Innanzitutto è opportuno trapiantare, il più presto possibile, le piantine sofferenti in un buon terreno, cioè adeguatamente fertilizzato, privo di parassiti terricoli e sostanze tossiche dalle buone caratteristiche strutturali, cioè soffice, fatto di zolle piccole, mobili, non compattate e interessate da un’abbondante rete di canali che permettano la circolazione dell’aria e dell’acqua e che si lascino esplorare con facilità dalle radici.

Se il trapianto, purtroppo, non fosse ancora possibile (per esempio, perché il terreno non è ancora pronto o agibile), si può eseguire una o più concimazioni liquide di soccorso indirizzate alle foglie o al pane di terra: a tal fine consigliamo di usare concimi naturali specifici (per assorbimento fogliare o radicale, facilmente reperibili negli empori agrari) che, a seconda dei casi, si somministrano diluiti in acqua, al pane di terra con l’irrigazione (pratica detta “fertirrigazione”), oppure da irrorare sulla vegetazione  (pratica detta “concimazione fogliare”).

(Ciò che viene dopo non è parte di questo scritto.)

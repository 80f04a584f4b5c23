//! Ranked List Store contract and implementations.
//!
//! A store persists, per (user, category), the ordered entry set. `commit`
//! replaces a whole category in one atomic unit; partial category states are
//! never written.

use std::collections::{BTreeMap, HashSet};
use std::fs;
use std::path::{Path, PathBuf};

use serde::{Deserialize, Serialize};
use tracing::{debug, info, instrument};

use crate::core::error::RankError;
use crate::core::model::{RankedEntry, Scope};
use crate::core::tier::Category;
use crate::infra::io::{with_exclusive_lock, with_shared_lock, write_atomic};

/// Current on-disk document version
pub const STORE_VERSION: u32 = 1;

/// Persistence seam for the ranking engine
pub trait RankedListStore
{
    /// Entries of one category, ordered by `rank_position`
    fn load(
        &self,
        scope: &Scope,
    ) -> Result<Vec<RankedEntry>, RankError>;

    /// Atomically replace every entry of `scope` with `entries`
    fn commit(
        &mut self,
        scope: &Scope,
        entries: &[RankedEntry],
    ) -> Result<(), RankError>;

    /// Locate an entry by id across all of the user's categories
    fn find(
        &self,
        user: &str,
        id: &str,
    ) -> Result<Option<RankedEntry>, RankError>
    {
        for category in Category::ALL
        {
            let scope = Scope::new(user, category);
            if let Some(e) = self
                .load(&scope)?
                .into_iter()
                .find(|e| e.id == id)
            {
                return Ok(Some(e));
            }
        }
        Ok(None)
    }
}

impl<S: RankedListStore + ?Sized> RankedListStore for Box<S>
{
    fn load(
        &self,
        scope: &Scope,
    ) -> Result<Vec<RankedEntry>, RankError>
    {
        (**self).load(scope)
    }

    fn commit(
        &mut self,
        scope: &Scope,
        entries: &[RankedEntry],
    ) -> Result<(), RankError>
    {
        (**self).commit(scope, entries)
    }
}

/// Enforce the row contract before anything is written: every entry belongs
/// to `scope` and catalog keys are unique within it.
pub fn validate_rows(
    scope: &Scope,
    entries: &[RankedEntry],
) -> Result<(), RankError>
{
    let mut keys = HashSet::with_capacity(entries.len());
    for e in entries
    {
        if e.user != scope.user || e.category != scope.category
        {
            return Err(RankError::validation(format!(
                "entry {} belongs to {}, not {scope}",
                e.id,
                e.scope()
            )));
        }
        if !keys.insert(
            e.book
                .key
                .as_str(),
        )
        {
            return Err(RankError::Conflict {
                scope: scope.to_string(),
                key: e
                    .book
                    .key
                    .clone(),
            });
        }
    }
    Ok(())
}

fn sorted(mut entries: Vec<RankedEntry>) -> Vec<RankedEntry>
{
    entries.sort_by_key(|e| e.rank_position);
    entries
}

/// In-process store, used by tests and as a scratch copy
#[derive(Debug, Clone, Default)]
pub struct MemoryStore
{
    categories: BTreeMap<Scope, Vec<RankedEntry>>,
}

impl MemoryStore
{
    pub fn new() -> Self
    {
        Self::default()
    }

    /// Seed a category verbatim, bypassing validation (for repair tests)
    pub fn seed(
        &mut self,
        scope: Scope,
        entries: Vec<RankedEntry>,
    )
    {
        self.categories
            .insert(scope, entries);
    }
}

impl RankedListStore for MemoryStore
{
    fn load(
        &self,
        scope: &Scope,
    ) -> Result<Vec<RankedEntry>, RankError>
    {
        Ok(sorted(
            self.categories
                .get(scope)
                .cloned()
                .unwrap_or_default(),
        ))
    }

    fn commit(
        &mut self,
        scope: &Scope,
        entries: &[RankedEntry],
    ) -> Result<(), RankError>
    {
        validate_rows(scope, entries)?;
        self.categories
            .insert(scope.clone(), entries.to_vec());
        Ok(())
    }
}

#[derive(Debug, Serialize, Deserialize)]
struct StoreDocument
{
    version: u32,
    entries: Vec<RankedEntry>,
}

impl Default for StoreDocument
{
    fn default() -> Self
    {
        Self { version: STORE_VERSION, entries: Vec::new() }
    }
}

/// Single JSON document holding every user's rankings.
///
/// Reads take a shared lock, commits take an exclusive lock around the whole
/// read-modify-write and replace the file atomically.
#[derive(Debug, Clone)]
pub struct JsonStore
{
    path: PathBuf,
    lock_path: PathBuf,
}

impl JsonStore
{
    pub fn open(path: impl Into<PathBuf>) -> Self
    {
        let path = path.into();
        let mut lock_name = path
            .file_name()
            .map(|n| n.to_os_string())
            .unwrap_or_else(|| "rankings".into());
        lock_name.push(".lock");
        let lock_path = path.with_file_name(lock_name);
        Self { path, lock_path }
    }

    pub fn path(&self) -> &Path
    {
        &self.path
    }

    fn read_document(&self) -> Result<StoreDocument, RankError>
    {
        let text = match fs::read_to_string(&self.path)
        {
            Ok(t) => t,
            Err(e) if e.kind() == std::io::ErrorKind::NotFound =>
            {
                return Ok(StoreDocument::default());
            }
            Err(e) =>
            {
                return Err(RankError::persistence(format!(
                    "read {}: {e}",
                    self.path
                        .display()
                )));
            }
        };
        let doc: StoreDocument = serde_json::from_str(&text)?;
        if doc.version != STORE_VERSION
        {
            return Err(RankError::persistence(format!(
                "unsupported store version {} in {}",
                doc.version,
                self.path
                    .display()
            )));
        }
        Ok(doc)
    }
}

impl RankedListStore for JsonStore
{
    #[instrument(level = "debug", skip(self, scope), fields(scope = %scope))]
    fn load(
        &self,
        scope: &Scope,
    ) -> Result<Vec<RankedEntry>, RankError>
    {
        let doc = with_shared_lock(&self.lock_path, || self.read_document())?;
        let entries: Vec<RankedEntry> = doc
            .entries
            .into_iter()
            .filter(|e| e.user == scope.user && e.category == scope.category)
            .collect();
        debug!(count = entries.len(), "loaded category");
        Ok(sorted(entries))
    }

    #[instrument(level = "debug", skip(self, scope, entries), fields(scope = %scope, count = entries.len()))]
    fn commit(
        &mut self,
        scope: &Scope,
        entries: &[RankedEntry],
    ) -> Result<(), RankError>
    {
        validate_rows(scope, entries)?;
        with_exclusive_lock(&self.lock_path, || {
            let mut doc = self.read_document()?;
            doc.entries
                .retain(|e| !(e.user == scope.user && e.category == scope.category));
            doc.entries
                .extend(entries.iter().cloned());
            doc.entries
                .sort_by(|a, b| {
                    (&a.user, a.category, a.rank_position).cmp(&(&b.user, b.category, b.rank_position))
                });

            let text = serde_json::to_string_pretty(&doc)?;
            write_atomic(&self.path, text.as_bytes()).map_err(|e| {
                RankError::persistence(format!(
                    "write {}: {e}",
                    self.path
                        .display()
                ))
            })?;
            info!(path = %self.path.display(), "committed category");
            Ok(())
        })
    }
}

/// Dry-run wrapper: reads pass through, commits are discarded
#[derive(Debug, Clone)]
pub struct ReadOnly<S>(pub S);

impl<S: RankedListStore> RankedListStore for ReadOnly<S>
{
    fn load(
        &self,
        scope: &Scope,
    ) -> Result<Vec<RankedEntry>, RankError>
    {
        self.0
            .load(scope)
    }

    fn commit(
        &mut self,
        scope: &Scope,
        entries: &[RankedEntry],
    ) -> Result<(), RankError>
    {
        validate_rows(scope, entries)?;
        info!(scope = %scope, count = entries.len(), "dry run, commit discarded");
        Ok(())
    }
}

#[cfg(test)]
mod tests
{
    use super::*;
    use crate::core::model::BookRef;
    use crate::core::tier::Tier;

    fn row(
        scope: &Scope,
        key: &str,
        rank: u32,
    ) -> RankedEntry
    {
        let mut e = RankedEntry::draft(scope, BookRef::new(key, key, "Anon"), Tier::Fine);
        e.rank_position = rank;
        e
    }

    #[test]
    fn duplicate_keys_are_a_conflict()
    {
        let scope = Scope::new("ada", Category::Fiction);
        let rows = vec![row(&scope, "k1", 1), row(&scope, "k1", 2)];
        let err = MemoryStore::new()
            .commit(&scope, &rows)
            .unwrap_err();
        assert!(matches!(err, RankError::Conflict { key, .. } if key == "k1"));
    }

    #[test]
    fn rows_from_another_scope_are_rejected()
    {
        let scope = Scope::new("ada", Category::Fiction);
        let other = Scope::new("ada", Category::Nonfiction);
        let err = MemoryStore::new()
            .commit(&scope, &[row(&other, "k1", 1)])
            .unwrap_err();
        assert!(matches!(err, RankError::Validation(_)));
    }

    #[test]
    fn read_only_never_writes()
    {
        let scope = Scope::new("ada", Category::Fiction);
        let mut store = ReadOnly(MemoryStore::new());
        store
            .commit(&scope, &[row(&scope, "k1", 1)])
            .unwrap();
        assert!(store.load(&scope).unwrap().is_empty());
    }

    #[test]
    fn json_store_keeps_categories_apart()
    {
        let dir = tempfile::tempdir().unwrap();
        let mut store = JsonStore::open(dir.path().join("rankings.json"));
        let fiction = Scope::new("ada", Category::Fiction);
        let nonfiction = Scope::new("ada", Category::Nonfiction);

        store
            .commit(&fiction, &[row(&fiction, "f1", 1), row(&fiction, "f2", 2)])
            .unwrap();
        store
            .commit(&nonfiction, &[row(&nonfiction, "n1", 1)])
            .unwrap();
        store
            .commit(&fiction, &[row(&fiction, "f2", 1)])
            .unwrap();

        let reopened = JsonStore::open(dir.path().join("rankings.json"));
        assert_eq!(reopened.load(&fiction).unwrap().len(), 1);
        assert_eq!(reopened.load(&nonfiction).unwrap().len(), 1);
        assert!(dir.path().join("rankings.json.lock").exists());
    }

    #[test]
    fn json_store_rejects_unknown_versions()
    {
        let dir = tempfile::tempdir().unwrap();
        let path = dir.path().join("rankings.json");
        fs::write(&path, r#"{"version": 99, "entries": []}"#).unwrap();
        let err = JsonStore::open(&path)
            .load(&Scope::new("ada", Category::Fiction))
            .unwrap_err();
        assert!(matches!(err, RankError::Persistence(m) if m.contains("version 99")));
    }
}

Se le piantine hanno le radici attorcigliate, non districatele: se doveste operare in questo modo, ne verrebbero irrimediabilmente danneggiate a decine, mettendo la piantina in difficoltà nell’approvvigionamento di acqua e di principi nutritivi nei primi, critici, giorni di vita dopo il trapianto.

Per le future coltivazioni vi consigliamo pertanto:

  • di non acquistare piantine che già portino fiori o frutticini;
  • di verificarne il livello di sviluppo delle radici che, al massimo, dovrebbero avere appena cominciato ad attorcigliarsi;
  • di annusare il pane di terra, che dovrebbe avere un odore gradevole, erbaceo e mai di marcio o di muffa;
  • di verificare quante foglie vere ha la piantina (si definiscono così le foglie che non sono cotiledoni, cioè quelle non già presenti nel seme, ma prodotte dalla pianta dopo l’emergenza dal terreno); il loro numero ottimale dipende dalla specie di appartenenza, ma, semplificando 2-3 foglie non sono né troppe, né troppo poche.  A tale sviluppo fogliare  solitamente corrisponde un apparato  radicale che ancora non è sovrabbondante, rispetto allo spazio concesso all’alveolo nel quale è cresciuta la piantina.

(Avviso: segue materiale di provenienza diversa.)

//! Error taxonomy for the ranking engine.
//!
//! Library code returns [`RankError`]; the binary maps it to exit codes with
//! [`exit_code_for`] and renders it through miette.

use miette::Diagnostic;

/// Domain-specific error taxonomy for the ranking pipeline
#[derive(thiserror::Error, Diagnostic, Debug, Clone, PartialEq)]
pub enum RankError
{
    /// Unknown tier, unknown category, or malformed comparison answer.
    /// Always raised before any state change.
    #[error("invalid input: {0}")]
    #[diagnostic(
        code(shelfrank::validation),
        help("tiers: liked, fine, disliked; categories: fiction, nonfiction; answers: n, e, s")
    )]
    Validation(String),

    /// The (user, category, catalog key) uniqueness constraint would be broken
    #[error("entry for '{key}' already exists in {scope}")]
    #[diagnostic(code(shelfrank::conflict))]
    Conflict
    {
        scope: String,
        key: String,
    },

    /// A write failed while shifting or rescoring a category
    #[error("persistence failure: {0}")]
    #[diagnostic(
        code(shelfrank::persistence),
        help("run `shelf check --repair` to recompute the category from disk")
    )]
    Persistence(String),

    /// The caller cancelled a comparator session; nothing was written
    #[error("ranking session aborted")]
    #[diagnostic(code(shelfrank::aborted))]
    SessionAborted,

    /// Referenced entry does not exist for this user
    #[error("no entry with id '{0}'")]
    #[diagnostic(code(shelfrank::not_found), help("use `shelf list` to see entry ids"))]
    NotFound(String),
}

impl RankError
{
    pub fn validation(msg: impl Into<String>) -> Self
    {
        RankError::Validation(msg.into())
    }

    pub fn persistence(msg: impl std::fmt::Display) -> Self
    {
        RankError::Persistence(msg.to_string())
    }
}

impl From<std::io::Error> for RankError
{
    fn from(e: std::io::Error) -> Self
    {
        RankError::Persistence(e.to_string())
    }
}

impl From<serde_json::Error> for RankError
{
    fn from(e: serde_json::Error) -> Self
    {
        RankError::Persistence(format!("store document: {e}"))
    }
}

/// Converts errors to CLI exit codes
/// 0=success, 2=conflict, 3=invalid, 4=persistence, 130=aborted
pub fn exit_code_for(e: &RankError) -> i32
{
    match e
    {
        RankError::Conflict { .. } => 2,
        RankError::Validation(_) | RankError::NotFound(_) => 3,
        RankError::Persistence(_) => 4,
        RankError::SessionAborted => 130,
    }
}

Al momento dell’acquisto delle piantine, cercate di non essere troppo severi con il vostro vivaista orticolo di fiducia: prima di criticarlo tenete presente che non può “leggervi nel pensiero” e sapere quale sarà il giorno in cui vi recherete da lui per l’acquisto delle piantine, le quali, in attesa del vostro arrivo, per loro natura faranno di tutto per continuare a crescere. Semmai, circa un mese prima del periodo dei trapianti, fatevi dire in quale settimana egli pensa di avere le piantine pronte per la vendita, regolandovi di conseguenza con la programmazione dei lavori nell’orto.